Giving Old Games a New Home with Emscripten

Last week i added some of the games i submitted to game jams last year on itch.io to the website. All these games are made with Heaps, a game framework for Haxe, because it has the option to target HTML5 when building. While doing that, i grumbled to myself that i could not publish older games i did long ago because they were written in C++ and SDL, intended for desktop PC and Linux consoles. Until i remembered that Emscripten exists and i heard it has a good port of SDL.

Emscripten is an LLVM-based compiler that can compile C++ projects to WebAssembly, and the result can be run on browsers.

To be honest, even though i found some problems during the port, i was surprised how easy it was. Emscripten supplies tools to run CMake with the correct parameters set and to build the project with make. And most code compiles without any problem whatsoever. The only real big problem i had was with the game’s main loop.

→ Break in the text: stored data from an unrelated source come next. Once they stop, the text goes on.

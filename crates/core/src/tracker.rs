// Copyright (C) 2026 Fred Clausen
// Use of this source code is governed by an MIT-style
// license that can be found in the LICENSE file or at
// https://opensource.org/licenses/MIT.

//! Per-instance change tracking.
//!
//! A property is either *changed* (its live value replaces the stored one)
//! or *adjusted* (a pending delta is added to the stored value by the
//! database). Never both within one save cycle.

use std::collections::{BTreeMap, BTreeSet};

use crate::value::Value;

/// Properties mutated since the last save.
#[derive(Debug, Clone, Default, PartialEq)]
pub struct ChangeTracker {
    changed: BTreeSet<&'static str>,
    adjusted: BTreeMap<&'static str, Value>,
}

impl ChangeTracker {
    #[must_use]
    pub fn new() -> Self {
        Self::default()
    }

    /// Records a plain set of `property`.
    pub fn mark_changed(&mut self, property: &'static str) {
        self.changed.insert(property);
    }

    /// Adds `delta` to the pending adjustment of `property`.
    ///
    /// Returns `None` and leaves the tracker untouched if the delta is not
    /// numeric or the sum overflows.
    pub fn accumulate(&mut self, property: &'static str, delta: &Value) -> Option<&Value> {
        let current = self.adjusted.get(property).cloned().unwrap_or(Value::Int(0));
        let sum = current.checked_add(delta)?;
        self.adjusted.insert(property, sum);
        self.adjusted.get(property)
    }

    #[must_use]
    pub fn is_changed(&self, property: &str) -> bool {
        self.changed.contains(property)
    }

    #[must_use]
    pub fn is_adjusted(&self, property: &str) -> bool {
        self.adjusted.contains_key(property)
    }

    /// True if the property has any pending change.
    #[must_use]
    pub fn is_dirty(&self, property: &str) -> bool {
        self.is_changed(property) || self.is_adjusted(property)
    }

    /// The pending delta of an adjusted property.
    #[must_use]
    pub fn adjustment(&self, property: &str) -> Option<&Value> {
        self.adjusted.get(property)
    }

    pub fn changed(&self) -> impl Iterator<Item = &'static str> + '_ {
        self.changed.iter().copied()
    }

    pub fn adjusted(&self) -> impl Iterator<Item = (&'static str, &Value)> + '_ {
        self.adjusted.iter().map(|(name, delta)| (*name, delta))
    }

    /// True when nothing is pending.
    #[must_use]
    pub fn is_clean(&self) -> bool {
        self.changed.is_empty() && self.adjusted.is_empty()
    }

    /// Forgets every pending change.
    pub fn clear(&mut self) {
        self.changed.clear();
        self.adjusted.clear();
    }
}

Most of my games run in a loop similar to this:

int main() {
	// …
	Uint32 frame_rate = 28; // 35FPS
	Uint32 last_ticks = SDL_GetTicks();
	while (!game_finished) {
		update_game(frame_rate);
		draw_game(screen);
		SDL_Flip(screen);
	
		Uint32 current_ticks = SDL_GetTicks();
		Uint32 elapsed_time =  current_ticks - last_ticks;
		if (elapsed_time > frame_rate) {
			SDL_Delay(frame_rate - elapsed_time);
		}
		last_ticks = current_ticks;
	}
	return EXIT_SUCCESS;
}

Since none of my games is very complex, it is unlikely that they will take more than 28 milliseconds to update and render each cycle, and the call to SDL_Delay pauses the game to sync with the target frames per second. This works for desktop and mobile games, but the browser runs JavaScript code effectively in a single thread, and this loop would freeze the browser.

The solution that Emscripten gives us is to move the code inside the loop into a separate function, and call that function from within the loop for native targets, but for Emscripten we have to use the emscripten_set_main_loop function instead.

#include <emscripten.h>
#include <emscripten/html5.h>

static Uint32 frame_rate = 28; // 35FPS

int main() {
	// …
#ifdef __EMSCRIPTEN__
	emscripten_set_main_loop(loop_cycle, 0, 1);
#else
	Uint32 last_ticks = SDL_GetTicks();
	while (!game_finished) {
		loop_cycle();
		Uint32 current_ticks = SDL_GetTicks();
		Uint32 elapsed_time =  current_ticks - last_ticks;
		if (elapsed_time > frame_rate) {
			SDL_Delay(frame_rate - elapsed_time);
		}
		last_ticks = current_ticks;
	}
	return EXIT_SUCCESS;
#endif
}

void loop_cycle() {
	update_game(frame_rate);
	draw_game(screen);
	SDL_Flip(screen);
}

Setting 0 or a negative value as the second parameter of emscripten_set_main_loop tells Emscripten to use the browser’s requestAnimationFrame to call our loop_cycle function each time the browser is going to repaint. Passing a true value to emscripten_set_main_loop’s third parameters means that this is an infinite loop and that control won’t return to the application after the function call.

That, and making sure that CMake does not fail to find SDL, was almost all i had to do for it to work.